» **Work task**: The entries that follow need to be returned without any alteration.

» **Record excerpts**:

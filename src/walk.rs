// Copyright 2023 Google LLC
//
// Licensed under the Apache License, Version 2.0 (the "License");
// you may not use this file except in compliance with the License.
// You may obtain a copy of the License at
//
//      http://www.apache.org/licenses/LICENSE-2.0
//
// Unless required by applicable law or agreed to in writing, software
// distributed under the License is distributed on an "AS IS" BASIS,
// WITHOUT WARRANTIES OR CONDITIONS OF ANY KIND, either express or implied.
// See the License for the specific language governing permissions and
// limitations under the License.

//! Pre-order traversal of a document.
//!
//! The walk keeps a cursor and moves with the parent and sibling links
//! of the tree. Only the children of an entity reference are walked in
//! a nested traversal, so the nesting depth is bounded by the nesting
//! of entities rather than the depth of the document.

use crate::collapse::collapse;
use crate::strings::StringProcessor;
use crate::tree::{Document, NodeId, NodeKind};
use std::io::{self, Write};

#[derive(Debug, Copy, Clone, PartialEq, Eq)]
enum Flow {
    Continue,
    Stop,
}

struct Walker<'p, 'a, W> {
    processor: &'p mut StringProcessor<'a, W>,
    source_file: &'p str,
    line: usize,
}

impl<W: Write> Walker<'_, '_, W> {
    /// Walk from `start` until the traversal climbs back to `bound`.
    /// The siblings of `bound` are never visited.
    fn walk_from(&mut self, doc: &mut Document, bound: NodeId, start: NodeId) -> io::Result<Flow> {
        let mut cursor = start;
        loop {
            self.visit(doc, cursor)?;
            match doc[cursor].kind() {
                NodeKind::EntityReference => {
                    if let Some(first) = doc[cursor].first_child() {
                        if self.walk_from(doc, cursor, first)? == Flow::Stop {
                            return Ok(Flow::Stop);
                        }
                    }
                }
                NodeKind::EntityDeclaration => {
                    log::debug!(
                        "Stopping at the declaration of entity {:?} on line {}",
                        doc[cursor].name(),
                        self.line
                    );
                    return Ok(Flow::Stop);
                }
                _ => {
                    if let Some(child) = doc[cursor].first_child() {
                        cursor = child;
                        continue;
                    }
                }
            }
            match following(doc, bound, cursor) {
                Some(next) => cursor = next,
                None => return Ok(Flow::Continue),
            }
        }
    }

    /// Strings are reported at the line of the last element visited.
    fn visit(&mut self, doc: &mut Document, id: NodeId) -> io::Result<()> {
        match doc[id].kind() {
            NodeKind::Element => {
                self.line = doc[id].line();
                collapse(doc, id, &self.processor.config().presentation_elements);
            }
            NodeKind::Text => {
                let translated = self
                    .processor
                    .process(doc[id].content(), self.source_file, self.line)?;
                if let Some(translated) = translated {
                    doc.set_content(id, translated);
                }
            }
            _ => {}
        }
        Ok(())
    }
}

/// The next node in pre-order after the subtree of `id`, without
/// leaving the subtree of `bound`.
fn following(doc: &Document, bound: NodeId, mut id: NodeId) -> Option<NodeId> {
    loop {
        if id == bound {
            return None;
        }
        if let Some(next) = doc[id].next_sibling() {
            return Some(next);
        }
        id = doc[id].parent()?;
    }
}

/// Walk the subtree of `root` in document order.
///
/// Elements are collapsed when all their element children are
/// presentational, then every text node is handed to `processor`. In
/// translation mode the text is replaced by its translation. The walk
/// stops entirely at the first entity declaration.
///
/// # Examples
///
/// ```
/// use doc_i18n_tool::catalog::Identity;
/// use doc_i18n_tool::strings::StringProcessor;
/// use doc_i18n_tool::tree::Document;
/// use doc_i18n_tool::xml::LoadOptions;
/// use doc_i18n_tool::{walk::walk, Config, ExtractionMode};
///
/// let mut doc = Document::parse("<a><b>One</b><c>Two</c></a>", &LoadOptions::default())?;
/// let config = Config {
///     mode: ExtractionMode::EmitTemplate,
///     ..Config::default()
/// };
/// let mut processor = StringProcessor::new(&config, &Identity, Vec::new());
/// let root = doc.root_element().unwrap();
/// walk(&mut doc, root, "doc.xml", &mut processor)?;
/// assert_eq!(processor.entries(), 2);
/// # Ok::<(), anyhow::Error>(())
/// ```
pub fn walk<W: Write>(
    doc: &mut Document,
    root: NodeId,
    source_file: &str,
    processor: &mut StringProcessor<'_, W>,
) -> io::Result<()> {
    let line = doc[root].line();
    let mut walker = Walker {
        processor,
        source_file,
        line,
    };
    walker.walk_from(doc, root, root)?;
    Ok(())
}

» **Response to this exercise**:
filename src/walk.rs
// Copyright 2023 Google LLC
//
// Licensed under the Apache License, Version 2.0 (the "License");
// you may not use this file except in compliance with the License.
// You may obtain a copy of the License at
//
//      http://www.apache.org/licenses/LICENSE-2.0
//
// Unless required by applicable law or agreed to in writing, software
// distributed under the License is distributed on an "AS IS" BASIS,
// WITHOUT WARRANTIES OR CONDITIONS OF ANY KIND, either express or implied.
// See the License for the specific language governing permissions and
// limitations under the License.

//! Pre-order traversal of a document.
//!
//! The walk keeps a cursor and moves with the parent and sibling links
//! of the tree. Only the children of an entity reference are walked in
//! a nested traversal, so the nesting depth is bounded by the nesting
//! of entities rather than the depth of the document.

use crate::collapse::collapse;
use crate::strings::StringProcessor;
use crate::tree::{Document, NodeId, NodeKind};
use std::io::{self, Write};

#[derive(Debug, Copy, Clone, PartialEq, Eq)]
enum Flow {
    Continue,
    Stop,
}

struct Walker<'p, 'a, W> {
    processor: &'p mut StringProcessor<'a, W>,
    source_file: &'p str,
    line: usize,
}

impl<W: Write> Walker<'_, '_, W> {
    /// Walk from `start` until the traversal climbs back to `bound`.
    /// The siblings of `bound` are never visited.
    fn walk_from(&mut self, doc: &mut Document, bound: NodeId, start: NodeId) -> io::Result<Flow> {
        let mut cursor = start;
        loop {
            self.visit(doc, cursor)?;
            match doc[cursor].kind() {
                NodeKind::EntityReference => {
                    if let Some(first) = doc[cursor].first_child() {
                        if self.walk_from(doc, cursor, first)? == Flow::Stop {
                            return Ok(Flow::Stop);
                        }
                    }
                }
                NodeKind::EntityDeclaration => {
                    log::debug!(
                        "Stopping at the declaration of entity {:?} on line {}",
                        doc[cursor].name(),
                        self.line
                    );
                    return Ok(Flow::Stop);
                }
                _ => {
                    if let Some(child) = doc[cursor].first_child() {
                        cursor = child;
                        continue;
                    }
                }
            }
            match following(doc, bound, cursor) {
                Some(next) => cursor = next,
                None => return Ok(Flow::Continue),
            }
        }
    }

    /// Strings are reported at the line of the last element visited.
    fn visit(&mut self, doc: &mut Document, id: NodeId) -> io::Result<()> {
        match doc[id].kind() {
            NodeKind::Element => {
                self.line = doc[id].line();
                collapse(doc, id, &self.processor.config().presentation_elements);
            }
            NodeKind::Text => {
                let translated = self
                    .processor
                    .process(doc[id].content(), self.source_file, self.line)?;
                if let Some(translated) = translated {
                    doc.set_content(id, translated);
                }
            }
            _ => {}
        }
        Ok(())
    }
}

/// The next node in pre-order after the subtree of `id`, without
/// leaving the subtree of `bound`.
fn following(doc: &Document, bound: NodeId, mut id: NodeId) -> Option<NodeId> {
    loop {
        if id == bound {
            return None;
        }
        if let Some(next) = doc[id].next_sibling() {
            return Some(next);
        }
        id = doc[id].parent()?;
    }
}

/// Walk the subtree of `root` in document order.
///
/// Elements are collapsed when all their element children are
/// presentational, then every text node is handed to `processor`. In
/// translation mode the text is replaced by its translation. The walk
/// stops entirely at the first entity declaration.
///
/// # Examples
///
/// ```
/// use doc_i18n_tool::catalog::Identity;
/// use doc_i18n_tool::strings::StringProcessor;
/// use doc_i18n_tool::tree::Document;
/// use doc_i18n_tool::xml::LoadOptions;
/// use doc_i18n_tool::{walk::walk, Config, ExtractionMode};
///
/// let mut doc = Document::parse("<a><b>One</b><c>Two</c></a>", &LoadOptions::default())?;
/// let config = Config {
///     mode: ExtractionMode::EmitTemplate,
///     ..Config::default()
/// };
/// let mut processor = StringProcessor::new(&config, &Identity, Vec::new());
/// let root = doc.root_element().unwrap();
/// walk(&mut doc, root, "doc.xml", &mut processor)?;
/// assert_eq!(processor.entries(), 2);
/// # Ok::<(), anyhow::Error>(())
/// ```
pub fn walk<W: Write>(
    doc: &mut Document,
    root: NodeId,
    source_file: &str,
    processor: &mut StringProcessor<'_, W>,
) -> io::Result<()> {
    let line = doc[root].line();
    let mut walker = Walker {
        processor,
        source_file,
        line,
    };
    walker.walk_from(doc, root, root)?;
    Ok(())
}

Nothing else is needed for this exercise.